The first telegraph relay system in Europe used a semaphore system similar to the British Navy's, but it wasn't deployed until 01792: https://en.wikipedia.org/wiki/Optical_telegraph At that point the relaying of drum messages over long distances through many stations was already practiced in parts of Africa.

Church bells were used to mark time, and announce major events like the death of the king and probably a few others. Those are information content - but of course very limited. The bells weren't for entertainment (although I enjoy hearing those massive gongs, and church bells often appear in recorded music).

It's a bit hard for me to imagine drums working in medieval Europe. I don't think they would propagate as well as the sound of church bells. Heck, I could identify church bells from miles away, nothing else carries like that. Outdoor concerts don't seem to carry far at all, for example.

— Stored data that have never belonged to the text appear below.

type StatFn = fn(&Participant) -> f64;

macro_rules! delta_stat {
    ($field:ident, $window:literal) => {
        |p| ParticipantTimeline::delta(&p.timeline.$field, $window)
    };
}

/// The fixed postgame extraction schema. Every entry becomes a `total_*`
/// and a `lane_*` average in the history record; flags average into the
/// fraction of games they were true in.
static POSTGAME_SCHEMA: &[(&str, StatFn)] = &[
    ("gold_earned", |p| p.stats.gold_earned as f64),
    ("gold_spent", |p| p.stats.gold_spent as f64),
    ("gold_per_min_0_to_10", delta_stat!(gold_per_min_deltas, "0-10")),
    ("gold_per_min_10_to_20", delta_stat!(gold_per_min_deltas, "10-20")),
    ("gold_per_min_20_to_30", delta_stat!(gold_per_min_deltas, "20-30")),
    ("gold_per_min_30_to_40", delta_stat!(gold_per_min_deltas, "30-40")),
    ("damage_to_champions_total", |p| p.stats.total_damage_dealt_to_champions as f64),
    ("damage_to_champions_truetype", |p| p.stats.true_damage_dealt_to_champions as f64),
    ("damage_to_champions_physical", |p| p.stats.physical_damage_dealt_to_champions as f64),
    ("damage_to_champions_magical", |p| p.stats.magic_damage_dealt_to_champions as f64),
    ("kills", |p| p.stats.kills as f64),
    ("assists", |p| p.stats.assists as f64),
    ("double_kills", |p| p.stats.double_kills as f64),
    ("triple_kills", |p| p.stats.triple_kills as f64),
    ("quadra_kills", |p| p.stats.quadra_kills as f64),
    ("penta_kills", |p| p.stats.penta_kills as f64),
    ("hexa_kills", |p| p.stats.unreal_kills as f64),
    ("max_kill_num_multikill", |p| p.stats.largest_multi_kill as f64),
    ("killing_sprees", |p| p.stats.killing_sprees as f64),
    ("max_kill_num_killingspree", |p| p.stats.largest_killing_spree as f64),
    ("damage_taken_total", |p| p.stats.total_damage_taken as f64),
    ("damage_taken_truetype", |p| p.stats.true_damage_taken as f64),
    ("damage_taken_physical", |p| p.stats.physical_damage_taken as f64),
    ("damage_taken_magical", |p| p.stats.magical_damage_taken as f64),
    ("damage_taken_mitigated", |p| p.stats.damage_self_mitigated as f64),
    ("damage_taken_per_min_0_to_10", delta_stat!(damage_taken_per_min_deltas, "0-10")),
    ("damage_taken_per_min_10_to_20", delta_stat!(damage_taken_per_min_deltas, "10-20")),
    ("damage_taken_per_min_20_to_30", delta_stat!(damage_taken_per_min_deltas, "20-30")),
    ("damage_taken_per_min_30_to_40", delta_stat!(damage_taken_per_min_deltas, "30-40")),
    ("longest_time_living", |p| p.stats.longest_time_spent_living as f64),
    ("damage_healed", |p| p.stats.total_heal as f64),
    ("targets_healed", |p| p.stats.total_units_healed as f64),
    ("deaths", |p| p.stats.deaths as f64),
    ("wards_placed", |p| p.stats.wards_placed as f64),
    ("wards_killed", |p| p.stats.wards_killed as f64),
    ("normal_wards_bought", |p| p.stats.sight_wards_bought_in_game as f64),
    ("control_wards_bought", |p| p.stats.vision_wards_bought_in_game as f64),
    ("player_score_rank", |p| p.stats.total_score_rank as f64),
    ("player_score_total", |p| p.stats.total_player_score as f64),
    ("player_score_objective", |p| p.stats.objective_player_score as f64),
    ("player_score_combat", |p| p.stats.combat_player_score as f64),
    ("player_score_vision", |p| p.stats.vision_score as f64),
    ("damage_to_turrets_total", |p| p.stats.damage_dealt_to_turrets as f64),
    ("damage_to_pit_monsters_total", |p| {
        (p.stats.damage_dealt_to_objectives - p.stats.damage_dealt_to_turrets) as f64
    }),
    ("damage_to_creeps_and_wards_total", |p| {
        (p.stats.total_damage_dealt
            - p.stats.total_damage_dealt_to_champions
            - p.stats.damage_dealt_to_objectives) as f64
    }),
    ("turrets_killed", |p| p.stats.turret_kills as f64),
    ("inhibitors_killed", |p| p.stats.inhibitor_kills as f64),
    ("damage_largest_criticalstrike", |p| p.stats.largest_critical_strike as f64),
    ("minions_killed_total", |p| p.stats.total_minions_killed as f64),
    ("minions_killed_jungle", |p| p.stats.neutral_minions_killed as f64),
    ("minions_killed_jungle_allyside", |p| p.stats.neutral_minions_killed_team_jungle as f64),
    ("minions_killed_jungle_enemyside", |p| p.stats.neutral_minions_killed_enemy_jungle as f64),
    ("minions_killed_per_min_0_to_10", delta_stat!(creeps_per_min_deltas, "0-10")),
    ("minions_killed_per_min_10_to_20", delta_stat!(creeps_per_min_deltas, "10-20")),
    ("minions_killed_per_min_20_to_30", delta_stat!(creeps_per_min_deltas, "20-30")),
    ("minions_killed_per_min_30_to_40", delta_stat!(creeps_per_min_deltas, "30-40")),
    ("xp_gained_per_min_0_to_10", delta_stat!(xp_per_min_deltas, "0-10")),
    ("xp_gained_per_min_10_to_20", delta_stat!(xp_per_min_deltas, "10-20")),
    ("xp_gained_per_min_20_to_30", delta_stat!(xp_per_min_deltas, "20-30")),
    ("xp_gained_per_min_30_to_40", delta_stat!(xp_per_min_deltas, "30-40")),
    ("cc_score_applied_pre_mitigation", |p| p.stats.total_time_crowd_control_dealt as f64),
    ("cc_score_applied_post_mitigation", |p| p.stats.time_c_cing_others as f64),
    ("scored_first_blood_kill", |p| p.stats.first_blood_kill as u8 as f64),
    ("scored_first_blood_assist", |p| p.stats.first_blood_assist as u8 as f64),
    ("scored_first_tower_kill", |p| p.stats.first_tower_kill as u8 as f64),
    ("scored_first_tower_assist", |p| p.stats.first_tower_assist as u8 as f64),
    ("scored_first_inhibitor_kill", |p| p.stats.first_inhibitor_kill as u8 as f64),
    ("scored_first_inhibitor_assist", |p| p.stats.first_inhibitor_assist as u8 as f64),
    ("damage_taken_diff_per_min_0_to_10", delta_stat!(damage_taken_diff_per_min_deltas, "0-10")),
    ("damage_taken_diff_per_min_10_to_20", delta_stat!(damage_taken_diff_per_min_deltas, "10-20")),
    ("damage_taken_diff_per_min_20_to_30", delta_stat!(damage_taken_diff_per_min_deltas, "20-30")),
    ("damage_taken_diff_per_min_30_to_40", delta_stat!(damage_taken_diff_per_min_deltas, "30-40")),
    ("minions_killed_diff_per_min_0_to_10", delta_stat!(cs_diff_per_min_deltas, "0-10")),
    ("minions_killed_diff_per_min_10_to_20", delta_stat!(cs_diff_per_min_deltas, "10-20")),
    ("minions_killed_diff_per_min_20_to_30", delta_stat!(cs_diff_per_min_deltas, "20-30")),
    ("minions_killed_diff_per_min_30_to_40", delta_stat!(cs_diff_per_min_deltas, "30-40")),
    ("xp_gained_diff_per_min_0_to_10", delta_stat!(xp_diff_per_min_deltas, "0-10")),
    ("xp_gained_diff_per_min_10_to_20", delta_stat!(xp_diff_per_min_deltas, "10-20")),
    ("xp_gained_diff_per_min_20_to_30", delta_stat!(xp_diff_per_min_deltas, "20-30")),
    ("xp_gained_diff_per_min_30_to_40", delta_stat!(xp_diff_per_min_deltas, "30-40")),
    ("champion_level", |p| p.stats.champ_level as f64),
];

>I don't think they would propagate as well as the sound of church bells. Heck, I could identify church bells from miles away, nothing else carries like that.

As with most discussions, the nuance matters. Anecdotal evidence is trumped by science.

Drums tend to have lower frequencies than church bells. All else equal, lower frequencies generally travel farther because they have longer wavelengths (less diffraction means they can go around objects better), less attenuation, and less absorption.

As an example of the application of low frequency long distance communication in nature, elephants use sub-sonic (to humans) frequencies to communicate many kilometers away.

That's true! The king's death is a message!

Generally lower frequency sounds are less attenuated by air, and they diffract better around obstacles, and drums are better at producing low-frequency sounds. So I'd think that drums would carry better than bells over many kilometers.